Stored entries
☆ ☆ ☆

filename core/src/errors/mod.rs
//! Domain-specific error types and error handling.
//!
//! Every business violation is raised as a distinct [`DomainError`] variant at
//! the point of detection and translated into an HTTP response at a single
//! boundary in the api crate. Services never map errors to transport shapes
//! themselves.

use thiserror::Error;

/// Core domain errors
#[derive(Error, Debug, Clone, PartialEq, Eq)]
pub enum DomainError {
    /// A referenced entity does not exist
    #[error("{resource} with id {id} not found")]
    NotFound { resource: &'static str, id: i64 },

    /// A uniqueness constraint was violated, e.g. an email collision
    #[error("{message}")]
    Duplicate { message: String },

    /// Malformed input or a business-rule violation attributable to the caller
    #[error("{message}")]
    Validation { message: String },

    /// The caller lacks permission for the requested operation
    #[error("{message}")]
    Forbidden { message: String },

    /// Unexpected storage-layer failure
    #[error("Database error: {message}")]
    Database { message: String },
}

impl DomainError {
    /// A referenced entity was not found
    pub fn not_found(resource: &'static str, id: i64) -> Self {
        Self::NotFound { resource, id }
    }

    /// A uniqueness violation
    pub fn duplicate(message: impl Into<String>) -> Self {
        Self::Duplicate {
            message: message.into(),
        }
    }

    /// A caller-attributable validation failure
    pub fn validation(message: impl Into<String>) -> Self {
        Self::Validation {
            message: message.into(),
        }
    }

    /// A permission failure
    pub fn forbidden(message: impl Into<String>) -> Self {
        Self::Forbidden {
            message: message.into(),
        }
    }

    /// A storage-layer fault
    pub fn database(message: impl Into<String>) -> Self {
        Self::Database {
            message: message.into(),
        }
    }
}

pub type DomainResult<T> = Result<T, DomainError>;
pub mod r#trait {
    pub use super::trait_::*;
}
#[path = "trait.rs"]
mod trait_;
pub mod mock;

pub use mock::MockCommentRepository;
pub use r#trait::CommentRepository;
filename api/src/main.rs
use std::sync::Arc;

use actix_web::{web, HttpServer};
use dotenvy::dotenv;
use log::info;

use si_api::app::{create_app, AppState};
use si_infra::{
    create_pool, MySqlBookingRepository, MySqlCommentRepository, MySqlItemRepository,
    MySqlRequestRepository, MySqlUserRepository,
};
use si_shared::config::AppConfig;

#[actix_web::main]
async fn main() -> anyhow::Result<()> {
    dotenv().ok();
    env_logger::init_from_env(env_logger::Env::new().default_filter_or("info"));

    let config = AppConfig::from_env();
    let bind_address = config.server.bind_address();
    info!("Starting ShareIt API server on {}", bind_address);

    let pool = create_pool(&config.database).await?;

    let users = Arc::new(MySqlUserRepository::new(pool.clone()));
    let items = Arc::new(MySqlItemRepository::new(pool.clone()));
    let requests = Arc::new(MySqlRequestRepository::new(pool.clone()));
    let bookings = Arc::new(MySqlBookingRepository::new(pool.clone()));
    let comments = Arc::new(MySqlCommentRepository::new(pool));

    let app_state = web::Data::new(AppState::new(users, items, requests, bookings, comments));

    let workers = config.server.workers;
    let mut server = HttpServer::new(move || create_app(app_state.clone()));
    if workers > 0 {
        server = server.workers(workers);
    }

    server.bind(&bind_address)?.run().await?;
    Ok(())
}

☆ ☆ ☆

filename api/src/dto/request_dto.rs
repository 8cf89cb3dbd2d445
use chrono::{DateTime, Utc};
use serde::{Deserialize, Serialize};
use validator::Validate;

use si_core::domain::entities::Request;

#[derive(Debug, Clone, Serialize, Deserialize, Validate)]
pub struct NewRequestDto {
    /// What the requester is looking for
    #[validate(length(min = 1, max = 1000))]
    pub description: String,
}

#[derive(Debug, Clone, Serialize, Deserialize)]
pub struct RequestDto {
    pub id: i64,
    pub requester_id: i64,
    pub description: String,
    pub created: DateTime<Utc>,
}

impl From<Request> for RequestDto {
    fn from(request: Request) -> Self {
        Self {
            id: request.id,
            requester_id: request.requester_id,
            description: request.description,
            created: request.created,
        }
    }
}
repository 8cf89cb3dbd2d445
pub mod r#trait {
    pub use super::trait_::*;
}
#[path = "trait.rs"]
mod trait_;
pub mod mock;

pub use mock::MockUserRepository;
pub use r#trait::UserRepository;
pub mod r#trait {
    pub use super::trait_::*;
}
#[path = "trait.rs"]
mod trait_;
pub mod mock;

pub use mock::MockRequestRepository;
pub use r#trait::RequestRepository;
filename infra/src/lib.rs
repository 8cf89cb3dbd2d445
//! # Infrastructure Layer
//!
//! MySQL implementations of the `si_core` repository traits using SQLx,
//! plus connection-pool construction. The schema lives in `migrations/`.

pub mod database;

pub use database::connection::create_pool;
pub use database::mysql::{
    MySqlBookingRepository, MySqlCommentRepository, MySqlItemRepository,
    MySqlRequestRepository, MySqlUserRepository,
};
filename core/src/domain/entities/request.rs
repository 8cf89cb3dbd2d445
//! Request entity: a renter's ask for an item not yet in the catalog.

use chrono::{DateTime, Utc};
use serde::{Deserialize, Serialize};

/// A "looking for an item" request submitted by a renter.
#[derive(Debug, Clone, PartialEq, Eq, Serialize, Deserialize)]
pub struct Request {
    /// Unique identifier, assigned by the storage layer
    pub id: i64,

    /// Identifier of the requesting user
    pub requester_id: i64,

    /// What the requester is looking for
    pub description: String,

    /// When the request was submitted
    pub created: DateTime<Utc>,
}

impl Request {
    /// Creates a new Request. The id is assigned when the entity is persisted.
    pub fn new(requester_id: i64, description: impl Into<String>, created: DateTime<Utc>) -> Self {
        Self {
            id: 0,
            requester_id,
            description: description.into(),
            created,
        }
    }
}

☆ ☆ ☆

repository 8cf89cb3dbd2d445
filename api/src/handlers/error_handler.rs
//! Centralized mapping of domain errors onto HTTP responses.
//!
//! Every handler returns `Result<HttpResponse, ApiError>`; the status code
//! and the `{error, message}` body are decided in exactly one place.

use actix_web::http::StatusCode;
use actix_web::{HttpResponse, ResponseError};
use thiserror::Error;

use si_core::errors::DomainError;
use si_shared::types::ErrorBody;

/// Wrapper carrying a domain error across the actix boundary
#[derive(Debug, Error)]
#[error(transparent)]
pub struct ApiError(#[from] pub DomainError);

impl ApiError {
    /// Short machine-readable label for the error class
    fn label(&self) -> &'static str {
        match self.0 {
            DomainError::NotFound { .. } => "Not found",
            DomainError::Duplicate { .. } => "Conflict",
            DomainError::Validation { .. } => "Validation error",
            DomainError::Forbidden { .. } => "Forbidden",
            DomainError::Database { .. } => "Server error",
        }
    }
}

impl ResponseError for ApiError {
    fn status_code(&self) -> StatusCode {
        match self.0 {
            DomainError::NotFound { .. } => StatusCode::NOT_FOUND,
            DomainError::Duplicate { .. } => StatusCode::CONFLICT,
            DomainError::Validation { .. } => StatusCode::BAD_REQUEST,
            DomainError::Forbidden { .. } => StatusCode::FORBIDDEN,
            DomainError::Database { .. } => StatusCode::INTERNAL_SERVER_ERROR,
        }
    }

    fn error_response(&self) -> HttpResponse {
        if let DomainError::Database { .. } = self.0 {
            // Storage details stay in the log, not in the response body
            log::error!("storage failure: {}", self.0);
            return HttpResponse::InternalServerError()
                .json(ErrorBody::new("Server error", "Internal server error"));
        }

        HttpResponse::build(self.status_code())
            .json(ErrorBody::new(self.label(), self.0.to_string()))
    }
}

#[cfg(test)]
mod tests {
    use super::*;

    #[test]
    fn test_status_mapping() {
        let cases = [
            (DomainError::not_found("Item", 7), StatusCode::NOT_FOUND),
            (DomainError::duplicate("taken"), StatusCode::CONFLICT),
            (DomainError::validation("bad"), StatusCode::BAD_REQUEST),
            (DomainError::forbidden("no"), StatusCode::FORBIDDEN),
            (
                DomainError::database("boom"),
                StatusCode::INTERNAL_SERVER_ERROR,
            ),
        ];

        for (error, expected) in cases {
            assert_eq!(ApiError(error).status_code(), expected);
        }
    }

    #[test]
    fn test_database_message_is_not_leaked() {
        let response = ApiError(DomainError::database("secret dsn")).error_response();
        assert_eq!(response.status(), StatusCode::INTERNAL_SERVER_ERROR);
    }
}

☆ ☆ ☆

- _Task directions_
Only the lines above from the one with "filename infra/src/lib.rs" up to and including the one with "filename core/src/domain/entities/request.rs" should be repeated, exactly as written.

- _Output for this exercise_
filename infra/src/lib.rs
repository 8cf89cb3dbd2d445
//! # Infrastructure Layer
//!
//! MySQL implementations of the `si_core` repository traits using SQLx,
//! plus connection-pool construction. The schema lives in `migrations/`.

pub mod database;

pub use database::connection::create_pool;
pub use database::mysql::{
    MySqlBookingRepository, MySqlCommentRepository, MySqlItemRepository,
    MySqlRequestRepository, MySqlUserRepository,
};
filename core/src/domain/entities/request.rs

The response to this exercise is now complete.